> Work request: Copy the records below word for word. Stop after the line that contains "static ABORT_REQUESTED: AtomicBool".

[Collected data]

BEGIN

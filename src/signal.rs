//! Signal plumbing (§6 "Signals consumed").
//!
//! Handlers do the least possible work, per the roll-forward discipline in
//! [`crate::spin`]: `SIGUSR1`'s handler is nothing more than
//! `spin::request_roll_forward`, which itself decides (by inspecting the
//! per-KT in-spin counter) whether to act inline or defer. `SIGALRM`'s
//! handler only flags that the event list needs a tick; the actual
//! draining happens on the system processor's own stack, the next time its
//! scheduling loop checks `alarm_pending`, keeping the handler body
//! async-signal-safe.

use std::sync::atomic::{AtomicBool, Ordering};

static ALARM_PENDING: AtomicBool = AtomicBool::new(false);
static ABORT_REQUESTED: AtomicBool = AtomicBool::new(false);

/// Consumed by the system processor's scheduling loop (§4.I step 4 /
/// `processor::Processor::run_loop`).
pub fn take_alarm_pending() -> bool {
    ALARM_PENDING.swap(false, Ordering::AcqRel)
}

/// Consumed the same way, for `SIGHUP`/`SIGINT`/`SIGTERM` (§6 "graceful
/// abort").
pub fn take_abort_requested() -> bool {
    ABORT_REQUESTED.swap(false, Ordering::AcqRel)
}

extern "C" fn handle_sigusr1(_: libc::c_int) {
    crate::spin::request_roll_forward();
}

extern "C" fn handle_sigalrm(_: libc::c_int) {
    ALARM_PENDING.store(true, Ordering::Release);
    crate::spin::request_roll_forward();
}

extern "C" fn handle_graceful_abort(_: libc::c_int) {
    ABORT_REQUESTED.store(true, Ordering::Release);
}

extern "C" fn handle_fatal_signal(sig: libc::c_int) {
    // Best-effort diagnostic; `log` is not async-signal-safe but this
    // path is already headed for `abort()`, matching §6's "abort with
    // diagnostic" and §7's "Signal-delivered faults ... print a stack
    // backtrace (where available) before aborting."
    let name = match sig {
        libc::SIGSEGV => "SIGSEGV",
        libc::SIGBUS => "SIGBUS",
        libc::SIGILL => "SIGILL",
        libc::SIGFPE => "SIGFPE",
        _ => "unknown fatal signal",
    };
    eprintln!("fatal signal {} received; aborting", name);
    let bt = std::backtrace::Backtrace::force_capture();
    eprintln!("{}", bt);
    unsafe { libc::_exit(134) };
}

unsafe fn install(sig: libc::c_int, handler: extern "C" fn(libc::c_int)) {
    let mut sa: libc::sigaction = unsafe { std::mem::zeroed() };
    sa.sa_sigaction = handler as usize;
    sa.sa_flags = libc::SA_RESTART;
    unsafe {
        libc::sigemptyset(&mut sa.sa_mask);
        libc::sigaction(sig, &sa, std::ptr::null_mut());
    }
}

/// Installed once by the system processor (§6: "SIGALRM (system processor:
/// preemption + event-list tick)").
pub fn install_system_handlers() {
    unsafe {
        install(libc::SIGALRM, handle_sigalrm);
        install(libc::SIGUSR1, handle_sigusr1);
        install(libc::SIGHUP, handle_graceful_abort);
        install(libc::SIGINT, handle_graceful_abort);
        install(libc::SIGTERM, handle_graceful_abort);
        install(libc::SIGSEGV, handle_fatal_signal);
        install(libc::SIGBUS, handle_fatal_signal);
        install(libc::SIGILL, handle_fatal_signal);
        install(libc::SIGFPE, handle_fatal_signal);
    }
}

/// Installed by every non-system processor (§6: "SIGUSR1 (any processor:
/// preemption + wake-from-NBIO)"). `sigaction` dispositions are
/// process-wide, so this mostly just ensures the handler is installed
/// before the first `pthread_kill(SIGUSR1)` targeting this KT can race
/// ahead of it.
pub fn install_processor_handlers() {
    unsafe {
        install(libc::SIGUSR1, handle_sigusr1);
    }
}

/// Program (or reprogram) the process-wide interval timer backing
/// `SIGALRM`. Only the system processor calls this.
pub fn arm_alarm(next: std::time::Duration) {
    let it = libc::itimerval {
        it_interval: libc::timeval { tv_sec: 0, tv_usec: 0 },
        it_value: libc::timeval {
            tv_sec: next.as_secs() as libc::time_t,
            tv_usec: next.subsec_micros() as libc::suseconds_t,
        },
    };
    unsafe {
        libc::setitimer(libc::ITIMER_REAL, &it, std::ptr::null_mut());
    }
}

pub fn disarm_alarm() {
    arm_alarm(std::time::Duration::ZERO);
}

/// Send `SIGUSR1` to `pthread`, used to preempt a task or to kick a
/// processor blocked inside `select` (§4.J step 7).
pub fn kick(pthread: libc::pthread_t) {
    unsafe {
        libc::pthread_kill(pthread, libc::SIGUSR1);
    }
}
//! Yielding lock and owner (recursive) lock (§4.C, §4.D).
//!
//! Both are spin-lock-protected state machines: the spin lock only ever
//! guards the tiny `locked`/`owner`/`waiters` record, never anything a task
//! runs while holding it. On the contended path its release is packaged as
//! a deferred action passed to [`processor::schedule`], so it only runs
//! once the blocked task's own context switch has safely completed (§4.I).

use std::cell::UnsafeCell;
use std::collections::VecDeque;
use std::sync::Arc;

use crate::processor;
use crate::spin::SpinLock;
use crate::task::{Task, ThreadState};

struct LockState {
    locked: bool,
    waiters: VecDeque<Arc<Task>>,
}

/// Binary semaphore built on the spin lock (§4.C): on contention the
/// caller yields (reschedules to `Ready`) rather than busy-waiting.
pub struct Lock {
    spin: SpinLock,
    state: UnsafeCell<LockState>,
}

// Safety: `state` is only ever accessed while `spin` is held.
unsafe impl Sync for Lock {}
unsafe impl Send for Lock {}

impl Lock {
    pub fn new() -> Self {
        Self {
            spin: SpinLock::new(),
            state: UnsafeCell::new(LockState { locked: false, waiters: VecDeque::new() }),
        }
    }

    pub fn acquire(self: &Arc<Self>) {
        let guard = self.spin.acquire();
        let state = unsafe { &mut *self.state.get() };
        if !state.locked {
            state.locked = true;
            return;
        }
        let task = processor::current_task().expect("Lock::acquire called off a processor");
        task.set_state(ThreadState::Blocked);
        state.waiters.push_back(task);

        // The spin guard is released as a deferred action so it outlives
        // this task's own context switch (§4.I `schedule()`); releasing it
        // any earlier would let another processor observe and resume us
        // while we're still mid-switch.
        let this = self.clone();
        let guard = unsafe { guard.into_static() };
        processor::schedule(vec![Box::new(move || {
            drop(guard);
            drop(this);
        })]);
    }

    /// Never blocks (§4.C / §4.F "Tryacquire never spins").
    pub fn try_acquire(&self) -> bool {
        let guard = match self.spin.try_acquire() {
            Some(g) => g,
            None => return false,
        };
        let state = unsafe { &mut *self.state.get() };
        if state.locked {
            false
        } else {
            state.locked = true;
            true
        }
    }

    /// Release, handing off directly to the head of the waiter queue if
    /// one exists (the lock stays logically held; ownership just moves).
    pub fn release(&self) {
        let guard = self.spin.acquire();
        let state = unsafe { &mut *self.state.get() };
        match state.waiters.pop_front() {
            Some(next) => {
                drop(guard);
                next.wake();
            }
            None => state.locked = false,
        }
    }

    pub fn guard(self: &Arc<Self>) -> LockGuard<'_> {
        self.acquire();
        LockGuard { lock: self }
    }
}

impl Default for Lock {
    fn default() -> Self {
        Self::new()
    }
}

pub struct LockGuard<'a> {
    lock: &'a Lock,
}

impl Drop for LockGuard<'_> {
    fn drop(&mut self) {
        self.lock.release();
    }
}

struct OwnerState {
    owner: Option<Arc<Task>>,
    count: u32,
    waiters: VecDeque<Arc<Task>>,
}

/// Recursive mutual-exclusion lock (§4.D). `count > 0 iff owner != nil`.
pub struct OwnerLock {
    spin: SpinLock,
    state: UnsafeCell<OwnerState>,
}

unsafe impl Sync for OwnerLock {}
unsafe impl Send for OwnerLock {}

impl OwnerLock {
    pub fn new() -> Self {
        Self {
            spin: SpinLock::new(),
            state: UnsafeCell::new(OwnerState { owner: None, count: 0, waiters: VecDeque::new() }),
        }
    }

    pub fn acquire(self: &Arc<Self>) {
        let task = processor::current_task().expect("OwnerLock::acquire called off a processor");
        let guard = self.spin.acquire();
        let state = unsafe { &mut *self.state.get() };

        if let Some(owner) = &state.owner {
            if Arc::ptr_eq(owner, &task) {
                state.count += 1;
                return;
            }
            let from_priority = task.priority();
            task.set_state(ThreadState::Blocked);
            state.waiters.push_back(task.clone());
            let chain = vec![state.owner.clone().unwrap()];

            // Deferred for the same reason as `Lock::acquire`: the spin
            // guard must outlive our own context switch, not precede it.
            let this = self.clone();
            let guard = unsafe { guard.into_static() };
            crate::priority::bump_chain(&chain, from_priority);
            processor::schedule(vec![Box::new(move || {
                drop(guard);
                drop(this);
            })]);
            // `release()` already set `owner = Some(task)`, `count = 1` on
            // our behalf before waking us (§4.D "transferring ownership
            // atomically").
            crate::priority::release_chain(&chain, from_priority);
            return;
        }

        state.owner = Some(task);
        state.count = 1;
    }

    /// Never blocks.
    pub fn try_acquire(&self) -> bool {
        let task = match processor::current_task() {
            Some(t) => t,
            None => return false,
        };
        let guard = match self.spin.try_acquire() {
            Some(g) => g,
            None => return false,
        };
        let state = unsafe { &mut *self.state.get() };
        match &state.owner {
            Some(owner) if Arc::ptr_eq(owner, &task) => {
                state.count += 1;
                true
            }
            None => {
                state.owner = Some(task);
                state.count = 1;
                true
            }
            Some(_) => {
                drop(guard);
                false
            }
        }
    }

    pub fn release(&self) {
        let guard = self.spin.acquire();
        let state = unsafe { &mut *self.state.get() };
        assert!(state.count > 0, "KernelFailure: release of an unheld OwnerLock");
        state.count -= 1;
        if state.count > 0 {
            return;
        }
        match state.waiters.pop_front() {
            Some(next) => {
                state.owner = Some(next.clone());
                state.count = 1;
                drop(guard);
                next.wake();
            }
            None => {
                state.owner = None;
                drop(guard);
            }
        }
    }

    /// Directly enqueue a task that is *not* currently running (it is
    /// parked on a [`crate::condition::Condition`]) into this lock's
    /// waiter queue, or grant it ownership immediately if free, then wake
    /// it. Used by `Condition::signal`/`broadcast` so a woken waiter
    /// always resumes already holding its remembered owner lock (§4.E:
    /// "a spurious wake-up cannot skip re-acquiring the lock").
    pub(crate) fn requeue_waiter(&self, task: Arc<Task>) {
        let guard = self.spin.acquire();
        let state = unsafe { &mut *self.state.get() };
        if state.owner.is_none() {
            state.owner = Some(task.clone());
            state.count = 1;
            drop(guard);
            task.wake();
        } else {
            state.waiters.push_back(task.clone());
        }
    }

    pub fn is_held_by_current(&self) -> bool {
        let _guard = self.spin.acquire();
        let state = unsafe { &*self.state.get() };
        match (&state.owner, processor::current_task()) {
            (Some(o), Some(t)) => Arc::ptr_eq(o, &t),
            _ => false,
        }
    }

    pub fn guard(self: &Arc<Self>) -> OwnerGuard<'_> {
        self.acquire();
        OwnerGuard { lock: self }
    }
}

impl Default for OwnerLock {
    fn default() -> Self {
        Self::new()
    }
}

pub struct OwnerGuard<'a> {
    lock: &'a OwnerLock,
}

impl Drop for OwnerGuard<'_> {
    fn drop(&mut self) {
        self.lock.release();
    }
}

END

> Task answer:
filename src/signal.rs
//! Signal plumbing (§6 "Signals consumed").
//!
//! Handlers do the least possible work, per the roll-forward discipline in
//! [`crate::spin`]: `SIGUSR1`'s handler is nothing more than
//! `spin::request_roll_forward`, which itself decides (by inspecting the
//! per-KT in-spin counter) whether to act inline or defer. `SIGALRM`'s
//! handler only flags that the event list needs a tick; the actual
//! draining happens on the system processor's own stack, the next time its
//! scheduling loop checks `alarm_pending`, keeping the handler body
//! async-signal-safe.

use std::sync::atomic::{AtomicBool, Ordering};

static ALARM_PENDING: AtomicBool = AtomicBool::new(false);
static ABORT_REQUESTED: AtomicBool = AtomicBool::new(false);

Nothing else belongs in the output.